Épilogues "Réflexions
sur la vie" 1895-1898,
par Remy de
Gourmont à Emile Barbé
Un ami de Baudelaire :
"Il restera toujours un peu de lumière
autour de ce nom, Gustave Le Vavasseur, puisque Baudelaire l'écrivit en
des pages qui ne périront pas. Dans la série des médaillons, appelée
Réflexions sur quelques-uns de nos contemporains, Le Vavasseur vient
le dixième et le dernier, après Leconte de Lisle, et c'est le seul des
dix qui soit demeuré presque inconnu. Comme on ne peut supposer que
Baudelaire ait crayonné son portrait par pure amitié, il faut admettre
qu'il avait plus d'intelligence que de talent et qu'il fit, au temps de
sa jeunesse, des promesses pour lui impossibles à tenir. Ou bien fut-il
un dédaigneux ? Raté, diraient sans doute, s'ils pouvaient cesser de
s'occuper d'eux seuls, un tas de très candides petits poètes, aveugles
sur leur propre destinée future. Raté, c'est un mot injurieux et dont il
ne faut pas ridiculiser un être dont la vie fut loyale. – Raté,
M. Zola a d'ailleurs émoussé la pointe haineuse de ce mot en voulant le
faire entrer, pauvre flèche, dans du bronze. Quand le monde entier, et
l'heure est proche, pensera, comme le célèbre Coprophage, que VilIiers,
Barbey et Verlaine furent des ratés, le mot prendra un singulier aspect
de gloire. En prévision des variations lexicographiques, il ne faut pas
prostituer les injures : le souvenir de médiocres hommes nous est
parvenu vénérable accolé à celui d'héroïques victimes. Il est des
insultes dont il ne faut pas se servir et qu'il faut, soi, accepter avec
une certaine modestie.
C'est en 1839 que Le Vavasseur se lia
d'amitié tendre avec Baudelaire, à la pension Bailly, sorte d'abbaye de
Thélème, dont le prieur rédigea l'Univers jusqu'au temps de
Veuillot. Ils collaborèrent ensemble au Corsaire, puis, après le
voyage forcé de Baudelaire aux Indes, devinrent le noyau de la petite "Ecole
Normande", qui comprenait aussi un Picard et un Languedocien, Ernest
Prarond et Jules Buisson. A cette époque (1843), Baudelaire était très
gai, très causeur et très noctambule, récitait assez volontiers ses
vers, – et déclamait tragiquement les Satires de Boileau.

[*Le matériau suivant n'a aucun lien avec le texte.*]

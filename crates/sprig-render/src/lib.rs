//! Batched 2D rendering on top of `sprig-gpu`.
//!
//! This crate provides:
//! - Instanced quad and shape batches keyed by geometry and texture
//! - The uniform block layout shared with the shaders
//! - An asset library of uploaded geometry and textures
//! - The frame orchestrator and its Vulkan frame target
//! - The [`Renderer`] facade game code submits draws to

pub mod assets;
pub mod batch;
pub mod error;
pub mod frame;
pub mod recorder;
pub mod renderer;
pub mod uniforms;

pub use assets::{AssetLibrary, GeometryBuffer, IndexSetId, TextureId, VertexSetId, UNIT_QUAD};
pub use batch::{QuadBatch, Renderable, ShapeBatch, ShapeKey};
pub use error::{RenderError, Result};
pub use frame::{FrameOrchestrator, FrameTarget, VulkanFrameTarget};
pub use recorder::{CommandRecorder, DrawRecorder};
pub use renderer::{Renderer, RendererConfig};
pub use uniforms::InstanceBlock;

pub use sprig_core::{Color, WindowExtent};
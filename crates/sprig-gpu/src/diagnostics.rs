//! Explicit logging context for GPU components.
//!
//! Components receive a [`Diagnostics`] at construction and log through it, so
//! every message carries the component that produced it and the subscriber is
//! chosen by whoever builds the renderer.

use ash::prelude::VkResult;
use tracing::Span;

/// Logging context handed to GPU components.
#[derive(Clone, Debug)]
pub struct Diagnostics {
    span: Span,
}

impl Diagnostics {
    /// Create a root context for a named component.
    pub fn new(component: &'static str) -> Self {
        Self {
            span: tracing::info_span!("sprig", component),
        }
    }

    /// Create a context for a sub-component, nested under this one.
    pub fn child(&self, component: &'static str) -> Self {
        Self {
            span: tracing::info_span!(parent: &self.span, "sprig", component),
        }
    }

    /// Context that discards its span, for tests and tools.
    pub fn disabled() -> Self {
        Self { span: Span::none() }
    }

    /// The span all records of this component are attached to.
    pub fn span(&self) -> &Span {
        &self.span
    }

    /// Run `f` with this component's span entered.
    pub fn in_scope<R>(&self, f: impl FnOnce() -> R) -> R {
        self.span.in_scope(f)
    }

    /// Log a non-success device status and continue.
    ///
    /// Use for calls whose failure is not immediately consumed by a dependent
    /// operation. Returns the value on success.
    pub fn check<T>(&self, what: &str, result: VkResult<T>) -> Option<T> {
        match result {
            Ok(value) => Some(value),
            Err(status) => {
                self.in_scope(|| tracing::warn!(?status, "{what} failed"));
                None
            }
        }
    }
}

impl Default for Diagnostics {
    fn default() -> Self {
        Self::new("gpu")
    }
}

#[cfg(test)]
mod tests {
    use super::*;
    use ash::vk;

    #[test]
    fn check_passes_values_through() {
        let diag = Diagnostics::disabled();
        assert_eq!(diag.check("noop", Ok(7)), Some(7));
    }

    #[test]
    fn check_swallows_errors() {
        let subscriber = tracing_subscriber::fmt().with_test_writer().finish();
        tracing::subscriber::with_default(subscriber, || {
            let diag = Diagnostics::new("test").child("queue");
            let result: VkResult<()> = Err(vk::Result::ERROR_DEVICE_LOST);
            assert_eq!(diag.check("queue_wait_idle", result), None);
        });
    }
}
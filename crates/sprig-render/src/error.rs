//! Renderer error types.

use sprig_gpu::GpuError;
use std::path::PathBuf;
use thiserror::Error;

/// Errors raised while building the renderer, loading assets or drawing.
#[derive(Error, Debug)]
pub enum RenderError {
    /// GPU error.
    #[error(transparent)]
    Gpu(#[from] GpuError),

    /// Geometry file could not be read or parsed.
    #[error(transparent)]
    Asset(#[from] sprig_core::Error),

    /// Texture file could not be decoded.
    #[error("Cannot decode texture {path}: {source}")]
    Image {
        path: PathBuf,
        #[source]
        source: image::ImageError,
    },

    /// Texture pixels do not match the declared size.
    #[error("Texture {name}: expected {expected} bytes of RGBA, got {actual}")]
    TextureSize {
        name: String,
        expected: usize,
        actual: usize,
    },

    /// An asset name is already taken.
    #[error("Asset {0} already loaded")]
    DuplicateAsset(String),

    /// Unknown asset name or handle.
    #[error("Unknown asset: {0}")]
    UnknownAsset(String),

    /// A frame failed after its swapchain image was acquired.
    #[error("Frame on image {image_index} abandoned: {source}")]
    FrameAbandoned {
        image_index: u32,
        #[source]
        source: Box<RenderError>,
    },

    /// A batch capacity differs from the one its shaders were compiled with.
    #[error("{pipeline} capacity {requested} does not match the compiled shaders ({compiled})")]
    CapacityMismatch {
        pipeline: &'static str,
        requested: usize,
        compiled: usize,
    },

    /// An index set references vertices the vertex set does not have.
    #[error("Index set {indices} reaches vertex {max_index}, vertex set {vertices} has {count}")]
    IncompatibleGeometry {
        vertices: String,
        indices: String,
        max_index: u32,
        count: u32,
    },
}

impl RenderError {
    /// Whether the frame loop cannot continue after this error.
    pub const fn is_fatal(&self) -> bool {
        matches!(self, Self::FrameAbandoned { .. })
    }
}

/// Result type alias.
pub type Result<T> = std::result::Result<T, RenderError>;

Baudelaire, Prarond et Le Vavasseur écrivirent encore ensemble au
Corsaire-Satan, 1843-1846 ; ils étaient payés un sou et quelquefois
six liards la ligne ; Gustave Le Vavasseur est le seul témoin d'un des
actes les plus singuliers et les plus inexplicables de la vie de
Baudelaire : "Baudelaire prit part, comme insurgé, aux journées de juin
1848. Nous étions restés, Chennevières et moi, à la garde du Louvre...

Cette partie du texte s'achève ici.